Christmas parties!!!!! Holy shit. Back in my (drunk) day, this was the time of year where I’d metaphorically roll up my sleeves and brace myself for a bender. To party. A verb that meant something different to me back then. I still really like going to celebrations over the holiday season, it’s so much fun and there is always the bonus of awesome snacks ahaha! Now that I have almost two years of sober experience, and one-and-a-half alcohol-free holiday seasons, I’m going to tell you a little bit about how and why I am still as pumped for December as I was when I still liked to “rage.” LOL.
These are my opinions, obviously, but I think you might agree with at least a couple things here.
What makes the holiday season parties extra special? Many of us consider this the best time of the year because it’s so festive!

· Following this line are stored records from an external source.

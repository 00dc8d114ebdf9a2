// src/models/participant.rs

use std::sync::LazyLock;

use chrono::{DateTime, Utc};
use regex::Regex;
use serde::{Deserialize, Serialize};
use sqlx::FromRow;
use validator::Validate;

/// Represents one row of the 'participants' table: a completed, registered
/// quiz attempt tied to a unique identity.
///
/// No two rows share an email, and no two rows share a non-null phone.
#[derive(Debug, Clone, FromRow, Serialize)]
pub struct Participant {
    pub id: i64,

    pub name: String,

    /// Unique across all participants.
    pub email: String,

    /// Unique across all participants when present.
    pub phone: Option<String>,

    /// The quiz score, 0..=100.
    pub base_score_percent: f64,

    pub correct_count: i64,
    pub total_questions: i64,
    pub total_time_spent_seconds: i64,
    pub average_time_spent_seconds: f64,

    /// Unique, generated at registration time.
    pub own_referral_code: String,

    /// Set when the participant registered with another participant's code.
    pub referred_by: Option<i64>,

    /// Never decreases; bumped by later registrations that used this
    /// participant's code.
    pub referral_bonus_points: i64,

    pub created_at: Option<DateTime<Utc>>,
}

/// Insert payload for a new participant row.
#[derive(Debug, Clone)]
pub struct NewParticipant {
    pub name: String,
    pub email: String,
    pub phone: Option<String>,
    pub base_score_percent: f64,
    pub correct_count: i64,
    pub total_questions: i64,
    pub total_time_spent_seconds: i64,
    pub average_time_spent_seconds: f64,
    pub own_referral_code: String,
    pub referred_by: Option<i64>,
    pub referral_bonus_points: i64,
}

/// The identity a lead supplies on the registration form.
#[derive(Debug, Clone, Serialize)]
pub struct Identity {
    pub name: String,
    pub email: String,
    pub phone: Option<String>,
}

/// Leaderboard projection of a participant plus the computed total score.
/// Recomputed per query, never persisted.
#[derive(Debug, Serialize)]
pub struct RankingEntry {
    pub name: String,
    pub base_points: f64,
    pub bonus_points: i64,
    pub total_points: f64,
    pub time_spent_seconds: i64,
    pub correct_count: i64,
    pub total_questions: i64,
    pub own_referral_code: String,
}

impl From<&Participant> for RankingEntry {
    fn from(p: &Participant) -> Self {
        RankingEntry {
            name: p.name.clone(),
            base_points: p.base_score_percent,
            bonus_points: p.referral_bonus_points,
            total_points: p.base_score_percent + p.referral_bonus_points as f64,
            time_spent_seconds: p.total_time_spent_seconds,
            correct_count: p.correct_count,
            total_questions: p.total_questions,
            own_referral_code: p.own_referral_code.clone(),
        }
    }
}

static PHONE_RE: LazyLock<Regex> =
    LazyLock::new(|| Regex::new(r"^\+?[0-9][0-9 ()\-]{5,19}$").unwrap());

/// DTO for registering a finished session as a participant.
#[derive(Debug, Deserialize, Validate)]
pub struct RegisterRequest {
    pub session_id: String,

    #[validate(length(
        min = 1,
        max = 100,
        message = "Name must be between 1 and 100 characters."
    ))]
    pub name: String,

    #[validate(email(message = "A valid email address is required."))]
    pub email: String,

    #[validate(regex(path = *PHONE_RE, message = "Phone number format is invalid."))]
    pub phone: Option<String>,

    /// Another participant's referral code. Unknown codes are ignored.
    #[validate(length(max = 16))]
    pub referral_code: Option<String>,
}

#[derive(Debug, Serialize)]
pub struct RegisterResponse {
    /// The freshly generated code the new participant can share.
    pub referral_code: String,
    pub participant: Participant,
}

Out of town friends come to visit, people come home from University, family gatherings are happening left, right and centre, pond skating and fires with hot chocolate, etc, etc. There seems to be a social event every single day and night over the Christmas and New Year season. A few things immediately stand when I start to envision going to a holiday party or get together.
First, festive outfits! Particularly party dresses, or maybe a collared shirt with the possibility of a tie, if you’re not into dresses. One of the best parts about going to a staff Christmas party, an annual Boxing Day shaker, or even a pre NYE happy hour, is getting dolled up. Possibly wearing something brand new that you’ve been saving, and putting in the effort to look extra special. I love buying a dress, or borrowing one from a friend that I’ve never been seen wearing, taking a brush to my hair (LOL) and taking my time doing my hair and makeup while listening to cheesy Christmas tunes and having a fancy drink as I get ready…which leads me to…

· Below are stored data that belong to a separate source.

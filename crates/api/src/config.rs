//! Service configuration, read from the environment.

use std::net::{IpAddr, SocketAddr};

use tenure_infra::db::DatabaseConfig;
use tenure_subscriptions::ExpiryPolicy;

/// Which storage variant backs the stores.
#[derive(Debug, Clone, Copy, PartialEq, Eq)]
pub enum StorageBackend {
    Memory,
    Postgres,
}

/// API configuration
#[derive(Debug, Clone)]
pub struct ApiConfig {
    pub host: IpAddr,
    pub port: u16,
    pub backend: StorageBackend,
    /// Present whenever `backend` is `Postgres`.
    pub database: Option<DatabaseConfig>,
    pub expiry_policy: ExpiryPolicy,
}

impl Default for ApiConfig {
    fn default() -> Self {
        Self {
            host: IpAddr::from([0, 0, 0, 0]),
            port: 8080,
            backend: StorageBackend::Memory,
            database: None,
            expiry_policy: ExpiryPolicy::default(),
        }
    }
}

impl ApiConfig {
    /// Load configuration from environment variables
    pub fn from_env() -> Result<Self, ConfigError> {
        Self::from_lookup(|key| std::env::var(key).ok())
    }

    /// Load configuration from an arbitrary key lookup.
    pub fn from_lookup<F>(lookup: F) -> Result<Self, ConfigError>
    where
        F: Fn(&str) -> Option<String>,
    {
        let host = lookup("HOST")
            .unwrap_or_else(|| "0.0.0.0".to_string())
            .parse()
            .map_err(|_| ConfigError::Invalid("HOST"))?;

        let port = lookup("PORT")
            .unwrap_or_else(|| "8080".to_string())
            .parse()
            .map_err(|_| ConfigError::Invalid("PORT"))?;

        let database_url = lookup("DATABASE_URL").filter(|url| !url.trim().is_empty());

        let backend = match lookup("STORAGE_BACKEND").as_deref().map(str::trim) {
            None | Some("") if database_url.is_some() => StorageBackend::Postgres,
            None | Some("") | Some("memory") => StorageBackend::Memory,
            Some("postgres") => StorageBackend::Postgres,
            Some(_) => return Err(ConfigError::Invalid("STORAGE_BACKEND")),
        };

        let database = match backend {
            StorageBackend::Memory => None,
            StorageBackend::Postgres => {
                let url = database_url.ok_or(ConfigError::Missing("DATABASE_URL"))?;
                let mut database = DatabaseConfig::new(url);

                if let Some(raw) = lookup("DATABASE_MAX_CONNECTIONS") {
                    database.max_connections = raw
                        .parse::<u32>()
                        .ok()
                        .filter(|n| *n > 0)
                        .ok_or(ConfigError::Invalid("DATABASE_MAX_CONNECTIONS"))?;
                }
                if let Some(raw) = lookup("DATABASE_CONNECT_TIMEOUT_SECS") {
                    database.connect_timeout_secs = raw
                        .parse()
                        .map_err(|_| ConfigError::Invalid("DATABASE_CONNECT_TIMEOUT_SECS"))?;
                }
                if let Some(raw) = lookup("DATABASE_AUTO_MIGRATE") {
                    database.auto_migrate = parse_flag(&raw, "DATABASE_AUTO_MIGRATE")?;
                }
                if let Some(raw) = lookup("DATABASE_SEED") {
                    database.seed = parse_flag(&raw, "DATABASE_SEED")?;
                }
                Some(database)
            }
        };

        let expiry_policy = match lookup("EXPIRY_EXEMPT_PAUSED") {
            Some(raw) if parse_flag(&raw, "EXPIRY_EXEMPT_PAUSED")? => ExpiryPolicy::ExemptPaused,
            _ => ExpiryPolicy::IncludePaused,
        };

        Ok(Self {
            host,
            port,
            backend,
            database,
            expiry_policy,
        })
    }

    pub fn bind_addr(&self) -> SocketAddr {
        SocketAddr::new(self.host, self.port)
    }
}

fn parse_flag(raw: &str, key: &'static str) -> Result<bool, ConfigError> {
    match raw.trim().to_ascii_lowercase().as_str() {
        "1" | "true" | "yes" | "on" => Ok(true),
        "0" | "false" | "no" | "off" => Ok(false),
        _ => Err(ConfigError::Invalid(key)),
    }
}

/// Configuration error
#[derive(Debug, thiserror::Error, PartialEq, Eq)]
pub enum ConfigError {
    #[error("Missing required environment variable: {0}")]
    Missing(&'static str),

    #[error("Invalid value for environment variable: {0}")]
    Invalid(&'static str),
}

Holiday drinks! Rum and eggnog. Bailey’s and hot chocolate. Hot apple cider. Mulled wine. Party punch. Holiday mimosas. OR, for lots of people, their usual, just dumped into a Santa mug or a stemmed glass with a glittery snowflake on it. Guess what else can be dumped into a Christmas mug or wine glass with a dangly Christmas decoration? That’s right, whatever the fuck you want! Ahahaha! It’s the same process, regardless. Pick out what you feel like drinking, bring it with you to the party so you aren’t a huge freeloader (seriously, you can’t go there and drink ALL the soda water, others brought that for mixing with their vodka) and when you arrive, find a place to “stash” your shit, and proceed as usual. If you’re thinking, “I only drink beer, people will know and hustle me.” then grab some non-alcoholic Beck’s or Grolsch from the grocery store. Go ahead and dump it into a red solo cup if you must.
A third thing that I immediately think of when I think of Christmas parties – TAXIS. I don’t know why taxis don’t go hand in hand with all parties, maybe people are less organized during the rest of the year or more inclined to leave their vehicle overnight because they don’t have a ton of shit to do the next day. Who knows. Anyways, I don’t know where you live, but where I live, there aren’t usually enough cabs to go around during the holiday season. Also, let’s just say I wouldn’t want to sit in the back seat of some of these moth-eaten antiques in a new dress, or one I borrowed from a friend. Plus, they’re expensive. If you decide you don’t want to drink at a Christmas party, you’re able to drive yourself to said party, and home, or wherever else you want to go. Oh, and you get to brag when you go through road-blocks! “Have you had anything to drink tonight?” ahahah, why no, officer, I haven’t since I ruined Christmas in 2015!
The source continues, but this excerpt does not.